Sarijlou is the heart and brain behind Heart Pharmacy. The name was partially inspired by his sister, who put herself through pharmacy school. The heart half of the moniker symbolizes the creative power behind his ambient, indie acoustic melodies. “Every song I write comes directly from the heart. I consider myself to be a bit on the abstract side of art,” Sarijlou says.
To achieve that in a live setting, Sarijlou uses various pedals to loop and layer guitar tracks, and he recently incorporated a Native Instruments Maschine—drum technology that allows him to assign sounds to pads to create a full, live production. “The Maschine is usually a favorite among hip-hop artists, but as soon as it was in my hands, it gave me a completely new vision,” Sarijlou says.
Although Sarijlou recently moved to California, he grew up in Utah, which is where his musical roots took hold. He found his calling in middle school when he diverged from the Top 40 pop of that day. Albums like Jimmy Eat World’s Static Prevails, Elliott Smith’s Either/Or and pop-punk staple Blink-182’s Dude Ranch were the most influential.

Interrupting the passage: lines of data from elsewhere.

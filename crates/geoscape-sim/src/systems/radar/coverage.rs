//! Geoscape-wide radar queries and coverage sources.

use hecs::World;

use geoscape_core::components::{Aircraft, RadarSite};
use geoscape_core::enums::AircraftStatus;
use geoscape_core::geo;
use geoscape_core::radar::Radar;
use geoscape_core::types::GeoPosition;
use geoscape_coverage::RadarSource;

/// Whether `pos` lies inside the detection range of any base or installation.
///
/// Aircraft radars never count here. Non-working installations have zero
/// range and drop out on their own.
pub fn point_within_any_base_radar(world: &World, pos: GeoPosition) -> bool {
    world
        .query::<(&RadarSite, &GeoPosition, &Radar)>()
        .iter()
        .filter(|(_, (site, _, radar))| site.kind.is_static() && radar.is_operational())
        .any(|(_, (_, center, radar))| geo::great_circle_distance(*center, pos) <= radar.range)
}

/// Bases and installations with a working radar.
pub fn static_sources(world: &World) -> Vec<RadarSource> {
    let mut sources: Vec<(u32, RadarSource)> = world
        .query::<(&RadarSite, &GeoPosition, &Radar)>()
        .iter()
        .filter(|(_, (site, _, radar))| site.kind.is_static() && radar.is_operational())
        .map(|(_, (site, pos, radar))| (site.id.0, source(*pos, radar)))
        .collect();
    sources.sort_by_key(|(id, _)| *id);
    sources.into_iter().map(|(_, s)| s).collect()
}

/// Radars of aircraft currently flying.
pub fn airborne_sources(world: &World) -> Vec<RadarSource> {
    let mut sources: Vec<(u32, RadarSource)> = world
        .query::<(&RadarSite, &GeoPosition, &Radar, &Aircraft)>()
        .iter()
        .filter(|(_, (_, _, radar, aircraft))| {
            aircraft.status == AircraftStatus::Airborne && radar.is_operational()
        })
        .map(|(_, (site, pos, radar, _))| (site.id.0, source(*pos, radar)))
        .collect();
    sources.sort_by_key(|(id, _)| *id);
    sources.into_iter().map(|(_, s)| s).collect()
}

fn source(position: GeoPosition, radar: &Radar) -> RadarSource {
    RadarSource {
        position,
        range: radar.range,
        tracking_range: radar.tracking_range,
    }
}

#[cfg(test)]
mod tests {
    use super::*;
    use crate::world_setup::{spawn_aircraft, spawn_base, spawn_installation};
    use geoscape_core::config::RadarConfig;
    use geoscape_core::types::SiteId;

    #[test]
    fn test_point_query_uses_detection_range_only() {
        let mut world = World::new();
        let e = spawn_base(&mut world, SiteId(0), "HQ".into(), GeoPosition::new(0.0, 0.0));
        world.get::<&mut Radar>(e).unwrap().set_range(10.0, 20.0, 1, 0.4);

        assert!(point_within_any_base_radar(&world, GeoPosition::new(5.0, 0.0)));
        // Inside tracking range but outside detection range.
        assert!(!point_within_any_base_radar(&world, GeoPosition::new(15.0, 0.0)));
    }

    #[test]
    fn test_point_query_ignores_aircraft() {
        let mut world = World::new();
        let config = RadarConfig::default();
        let e = spawn_aircraft(&mut world, &config, SiteId(0), None, GeoPosition::default(), 1);
        world.get::<&mut Aircraft>(e).unwrap().status = AircraftStatus::Airborne;

        assert!(!point_within_any_base_radar(&world, GeoPosition::new(1.0, 1.0)));
        assert_eq!(airborne_sources(&world).len(), 1);
        assert!(static_sources(&world).is_empty());
    }

    #[test]
    fn test_unbuilt_installation_is_not_a_source() {
        let mut world = World::new();
        spawn_installation(&mut world, SiteId(0), GeoPosition::default(), 10.0, 14.0);
        assert!(static_sources(&world).is_empty());
        assert!(!point_within_any_base_radar(&world, GeoPosition::default()));
    }
}
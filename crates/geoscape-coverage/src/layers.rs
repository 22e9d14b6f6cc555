//! Static and dynamic coverage layers.

use serde::{Deserialize, Serialize};
use tracing::debug;

use geoscape_core::types::GeoPosition;

use crate::mask::{CoverageLevel, CoverageMask};

/// One radar as seen by the coverage painter.
#[derive(Debug, Clone, Copy, PartialEq, Serialize, Deserialize)]
pub struct RadarSource {
    pub position: GeoPosition,
    pub range: f64,
    pub tracking_range: f64,
}

/// Two-layer coverage picture.
///
/// `static_layer` holds bases and installations. `dynamic_layer` is the static
/// layer plus every airborne aircraft radar and is what the overlay draws.
#[derive(Debug, Clone, PartialEq, Serialize, Deserialize)]
pub struct Coverage {
    static_layer: CoverageMask,
    dynamic_layer: CoverageMask,
}

impl Coverage {
    pub fn new(width: u32, height: u32) -> Self {
        Self {
            static_layer: CoverageMask::new(width, height),
            dynamic_layer: CoverageMask::new(width, height),
        }
    }

    /// Repaint the static layer from scratch, then refresh the dynamic one
    /// with no aircraft on top.
    pub fn rebuild_static(&mut self, sources: &[RadarSource]) {
        self.static_layer.clear();
        for s in sources {
            self.static_layer.add_radar(s.position, s.range, s.tracking_range);
        }
        self.dynamic_layer.copy_from(&self.static_layer);
        debug!(
            sources = sources.len(),
            covered = self.static_layer.count_at_least(CoverageLevel::Tracking),
            "static coverage rebuilt"
        );
    }

    /// Copy the static layer into the dynamic one and paint `aircraft` on top.
    pub fn rebuild_dynamic(&mut self, aircraft: &[RadarSource]) {
        self.dynamic_layer.copy_from(&self.static_layer);
        for s in aircraft {
            self.dynamic_layer.add_radar(s.position, s.range, s.tracking_range);
        }
    }

    /// Coverage at a position, including aircraft.
    pub fn level_at(&self, pos: &GeoPosition) -> CoverageLevel {
        self.dynamic_layer.level_at(pos)
    }

    /// Coverage at a position from bases and installations only.
    pub fn static_level_at(&self, pos: &GeoPosition) -> CoverageLevel {
        self.static_layer.level_at(pos)
    }

    pub fn static_layer(&self) -> &CoverageMask {
        &self.static_layer
    }

    pub fn dynamic_layer(&self) -> &CoverageMask {
        &self.dynamic_layer
    }
}

#[cfg(test)]
mod tests {
    use super::*;

    fn source(lon: f64, lat: f64, range: f64, tracking: f64) -> RadarSource {
        RadarSource {
            position: GeoPosition::new(lon, lat),
            range,
            tracking_range: tracking,
        }
    }

    #[test]
    fn test_dynamic_layer_includes_static() {
        let mut cov = Coverage::new(360, 180);
        cov.rebuild_static(&[source(0.0, 0.0, 10.0, 15.0)]);
        assert_eq!(cov.level_at(&GeoPosition::new(1.0, 1.0)), CoverageLevel::Detection);
        assert_eq!(cov.dynamic_layer(), cov.static_layer());
    }

    #[test]
    fn test_aircraft_only_in_dynamic_layer() {
        let mut cov = Coverage::new(360, 180);
        cov.rebuild_static(&[source(0.0, 0.0, 10.0, 15.0)]);
        cov.rebuild_dynamic(&[source(100.0, 0.0, 5.0, 7.0)]);

        let far = GeoPosition::new(100.5, 0.5);
        assert_eq!(cov.level_at(&far), CoverageLevel::Detection);
        assert_eq!(cov.static_level_at(&far), CoverageLevel::None);
    }

    #[test]
    fn test_rebuild_dynamic_drops_landed_aircraft() {
        let mut cov = Coverage::new(360, 180);
        cov.rebuild_static(&[]);
        cov.rebuild_dynamic(&[source(50.0, 10.0, 5.0, 7.0)]);
        assert_eq!(cov.level_at(&GeoPosition::new(50.5, 10.5)), CoverageLevel::Detection);

        cov.rebuild_dynamic(&[]);
        assert_eq!(cov.level_at(&GeoPosition::new(50.5, 10.5)), CoverageLevel::None);
    }

    #[test]
    fn test_rebuild_static_forgets_removed_sites() {
        let mut cov = Coverage::new(180, 90);
        cov.rebuild_static(&[source(0.0, 0.0, 20.0, 30.0)]);
        assert!(cov.static_layer().count_at_least(CoverageLevel::Tracking) > 0);
        cov.rebuild_static(&[]);
        assert_eq!(cov.static_layer().count_at_least(CoverageLevel::Tracking), 0);
    }
}
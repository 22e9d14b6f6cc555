//! Contact registry: the bounded, dense roster of hostile aircraft.
//!
//! Valid ids are always `0..len()`. Destroying a contact compacts the
//! roster, so every id above it shifts down by one. Callers must run the
//! radar removal notification in the same step (see
//! `systems::radar::notify::notify_contact_removed_all`).

use geoscape_core::components::Contact;
use geoscape_core::constants::MAX_UFO_ON_GEOSCAPE;
use geoscape_core::error::GeoscapeError;
use geoscape_core::types::ContactId;

#[derive(Debug, Clone, Default)]
pub struct ContactRegistry {
    contacts: Vec<Contact>,
}

impl ContactRegistry {
    pub fn new() -> Self {
        Self {
            contacts: Vec::with_capacity(MAX_UFO_ON_GEOSCAPE),
        }
    }

    /// Build a registry from stored contacts, rejecting more than capacity.
    pub fn from_contacts(contacts: Vec<Contact>) -> Result<Self, GeoscapeError> {
        if contacts.len() > MAX_UFO_ON_GEOSCAPE {
            return Err(GeoscapeError::RegistryFull {
                capacity: MAX_UFO_ON_GEOSCAPE,
            });
        }
        Ok(Self { contacts })
    }

    /// Add a contact at the end of the roster.
    pub fn spawn(&mut self, contact: Contact) -> Result<ContactId, GeoscapeError> {
        if self.contacts.len() >= MAX_UFO_ON_GEOSCAPE {
            return Err(GeoscapeError::RegistryFull {
                capacity: MAX_UFO_ON_GEOSCAPE,
            });
        }
        self.contacts.push(contact);
        Ok(ContactId(self.contacts.len() as u32 - 1))
    }

    /// Remove a contact and shift every later one down by one slot.
    pub fn remove(&mut self, id: ContactId) -> Result<Contact, GeoscapeError> {
        self.check(id)?;
        Ok(self.contacts.remove(id.index()))
    }

    /// Error if `id` is outside `0..len()`.
    pub fn check(&self, id: ContactId) -> Result<(), GeoscapeError> {
        if id.index() < self.contacts.len() {
            Ok(())
        } else {
            Err(GeoscapeError::ContactOutOfBounds {
                id,
                count: self.contacts.len(),
            })
        }
    }

    pub fn get(&self, id: ContactId) -> Option<&Contact> {
        self.contacts.get(id.index())
    }

    pub fn get_mut(&mut self, id: ContactId) -> Option<&mut Contact> {
        self.contacts.get_mut(id.index())
    }

    pub fn len(&self) -> usize {
        self.contacts.len()
    }

    pub fn is_empty(&self) -> bool {
        self.contacts.is_empty()
    }

    pub fn is_full(&self) -> bool {
        self.contacts.len() >= MAX_UFO_ON_GEOSCAPE
    }

    pub fn iter(&self) -> impl Iterator<Item = (ContactId, &Contact)> {
        self.contacts
            .iter()
            .enumerate()
            .map(|(i, c)| (ContactId(i as u32), c))
    }

    pub fn iter_mut(&mut self) -> impl Iterator<Item = (ContactId, &mut Contact)> {
        self.contacts
            .iter_mut()
            .enumerate()
            .map(|(i, c)| (ContactId(i as u32), c))
    }
}
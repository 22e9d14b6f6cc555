//! Radar overlay switching.

use hecs::World;
use serde::{Deserialize, Serialize};
use tracing::info;

use geoscape_core::events::GeoscapeEvent;
use geoscape_core::state::OverlayView;

use crate::systems::radar::notify;

/// Whether the radar overlay is shown, and whether the player pinned it.
#[derive(Debug, Clone, Copy, Default, PartialEq, Eq, Serialize, Deserialize)]
pub struct OverlayState {
    pub radar_overlay: bool,
    pub pinned: bool,
}

impl OverlayState {
    /// Manual toggle. Turning it on pins it, turning it off unpins it.
    pub fn set_manual(&mut self, enabled: bool) {
        self.radar_overlay = enabled;
        self.pinned = enabled;
    }

    /// A new contact was detected: show the overlay if it is hidden.
    pub fn activate(&mut self, events: &mut Vec<GeoscapeEvent>) {
        if !self.radar_overlay {
            self.radar_overlay = true;
            info!("radar overlay enabled");
            events.push(GeoscapeEvent::RadarOverlayEnabled);
        }
    }

    /// Hide the overlay once no radar tracks anything, unless pinned.
    pub fn deactivate_if_idle(&mut self, world: &World, events: &mut Vec<GeoscapeEvent>) {
        if !self.radar_overlay || self.pinned {
            return;
        }
        if notify::any_radar_has_contacts(world) {
            return;
        }
        self.radar_overlay = false;
        info!("radar overlay disabled, nothing tracked");
        events.push(GeoscapeEvent::RadarOverlayDisabled);
    }

    pub fn view(&self) -> OverlayView {
        OverlayView {
            radar_overlay: self.radar_overlay,
            pinned: self.pinned,
        }
    }
}

#[cfg(test)]
mod tests {
    use super::*;

    #[test]
    fn test_activate_only_emits_once() {
        let mut overlay = OverlayState::default();
        let mut events = Vec::new();
        overlay.activate(&mut events);
        overlay.activate(&mut events);
        assert!(overlay.radar_overlay);
        assert_eq!(events, vec![GeoscapeEvent::RadarOverlayEnabled]);
    }

    #[test]
    fn test_idle_world_disables_unpinned_overlay() {
        let world = World::new();
        let mut events = Vec::new();
        let mut overlay = OverlayState {
            radar_overlay: true,
            pinned: false,
        };
        overlay.deactivate_if_idle(&world, &mut events);
        assert!(!overlay.radar_overlay);
        assert_eq!(events, vec![GeoscapeEvent::RadarOverlayDisabled]);
    }

    #[test]
    fn test_pinned_overlay_stays_on() {
        let world = World::new();
        let mut events = Vec::new();
        let mut overlay = OverlayState::default();
        overlay.set_manual(true);
        overlay.deactivate_if_idle(&world, &mut events);
        assert!(overlay.radar_overlay);
        assert!(events.is_empty());
    }
}
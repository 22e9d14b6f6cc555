//! Tunable radar and detection parameters.
//!
//! Defaults come from `constants.rs`; scenario files may override any field.

use serde::{Deserialize, Serialize};

use crate::constants::*;
use crate::error::GeoscapeError;

/// Radar tuning shared by every radar in a campaign.
#[derive(Debug, Clone, PartialEq, Serialize, Deserialize)]
#[serde(default)]
pub struct RadarConfig {
    /// Base radar detection range at level 1 (degrees).
    pub base_range: f64,
    /// Base radar tracking range at level 1 (degrees).
    pub base_tracking_range: f64,
    /// Aircraft radar detection range at level 1 (degrees).
    pub aircraft_range: f64,
    /// Aircraft radar tracking range at level 1 (degrees).
    pub aircraft_tracking_range: f64,
    /// Level installations run their radar at.
    pub installation_level: u32,
    /// Relative range gained per level above 1.
    pub upgrade_factor: f64,
    /// First-contact probability per second inside detection range.
    pub detection_rate_per_sec: f64,
    /// Simulated seconds between detection passes.
    pub detection_interval_secs: f64,
    /// Discard the rest of a tick and pause when a new contact is detected.
    pub halt_on_detection: bool,
    /// Coverage raster size.
    pub coverage_width: u32,
    pub coverage_height: u32,
}

impl Default for RadarConfig {
    fn default() -> Self {
        Self {
            base_range: RADAR_BASE_RANGE,
            base_tracking_range: RADAR_BASE_TRACKING_RANGE,
            aircraft_range: RADAR_AIRCRAFT_RANGE,
            aircraft_tracking_range: RADAR_AIRCRAFT_TRACKING_RANGE,
            installation_level: RADAR_INSTALLATION_LEVEL,
            upgrade_factor: RADAR_UPGRADE_FACTOR,
            detection_rate_per_sec: DETECTION_RATE_PER_SEC,
            detection_interval_secs: DETECTION_INTERVAL_SECS,
            halt_on_detection: true,
            coverage_width: COVERAGE_WIDTH,
            coverage_height: COVERAGE_HEIGHT,
        }
    }
}

impl RadarConfig {
    /// Probability that one detection pass picks up a contact inside detection range.
    pub fn detection_probability(&self) -> f64 {
        let p = self.detection_rate_per_sec * self.detection_interval_secs;
        if p.is_nan() {
            return 0.0;
        }
        p.clamp(0.0, 1.0)
    }

    /// Reject configurations that would break radar invariants.
    pub fn validate(&self) -> Result<(), GeoscapeError> {
        if self.detection_interval_secs <= 0.0 || !self.detection_interval_secs.is_finite() {
            return Err(GeoscapeError::Config(format!(
                "detection_interval_secs must be positive, got {}",
                self.detection_interval_secs
            )));
        }
        if self.base_tracking_range < self.base_range {
            return Err(GeoscapeError::Config(
                "base_tracking_range must not be shorter than base_range".into(),
            ));
        }
        if self.aircraft_tracking_range < self.aircraft_range {
            return Err(GeoscapeError::Config(
                "aircraft_tracking_range must not be shorter than aircraft_range".into(),
            ));
        }
        if self.upgrade_factor <= 0.0 {
            return Err(GeoscapeError::Config(format!(
                "upgrade_factor must be positive, got {}",
                self.upgrade_factor
            )));
        }
        if self.detection_rate_per_sec < 0.0 {
            return Err(GeoscapeError::Config(
                "detection_rate_per_sec must not be negative".into(),
            ));
        }
        if self.coverage_width == 0 || self.coverage_height == 0 {
            return Err(GeoscapeError::Config("coverage raster must not be empty".into()));
        }
        Ok(())
    }
}

#[cfg(test)]
mod tests {
    use super::*;

    #[test]
    fn test_default_detection_probability() {
        let config = RadarConfig::default();
        let p = config.detection_probability();
        assert!((p - 0.225).abs() < 1e-12, "got {p}");
        assert!(config.validate().is_ok());
    }

    #[test]
    fn test_probability_scales_with_interval() {
        let config = RadarConfig {
            detection_interval_secs: DETECTION_INTERVAL_SECS / 2.0,
            ..Default::default()
        };
        assert!((config.detection_probability() - 0.1125).abs() < 1e-12);
    }

    #[test]
    fn test_probability_is_clamped() {
        let config = RadarConfig {
            detection_rate_per_sec: 1.0,
            ..Default::default()
        };
        assert_eq!(config.detection_probability(), 1.0);
    }

    #[test]
    fn test_validate_rejects_short_tracking_range() {
        let config = RadarConfig {
            base_tracking_range: 10.0,
            base_range: 20.0,
            ..Default::default()
        };
        assert!(matches!(config.validate(), Err(GeoscapeError::Config(_))));
    }

    #[test]
    fn test_partial_json_uses_defaults() {
        let config: RadarConfig =
            serde_json::from_str(r#"{"base_range": 30.0, "base_tracking_range": 40.0}"#)
                .unwrap();
        assert_eq!(config.base_range, 30.0);
        assert_eq!(config.aircraft_range, RADAR_AIRCRAFT_RANGE);
        assert!(config.halt_on_detection);
    }
}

“I liked the sound of live instruments, which sounded so new and original, much more than virtual instruments or samples. The lyrics had more meaning, heart and soul,” Sarijlou says.
After graduating from Brighton High School, he started his first band, One Quart Low. Sarijlou was involved in many different music groups—with varying levels of success—including, most notably, IPX, which had a successful, but short, run. They released an EP, Stay Tuned, in 2004, and even won an X96-sponsored contest to open for The Used the same year. Although the band broke up because some members’ work visas expired, Sarijlou attributes his move to a solo career to what he learned while playing with IPX.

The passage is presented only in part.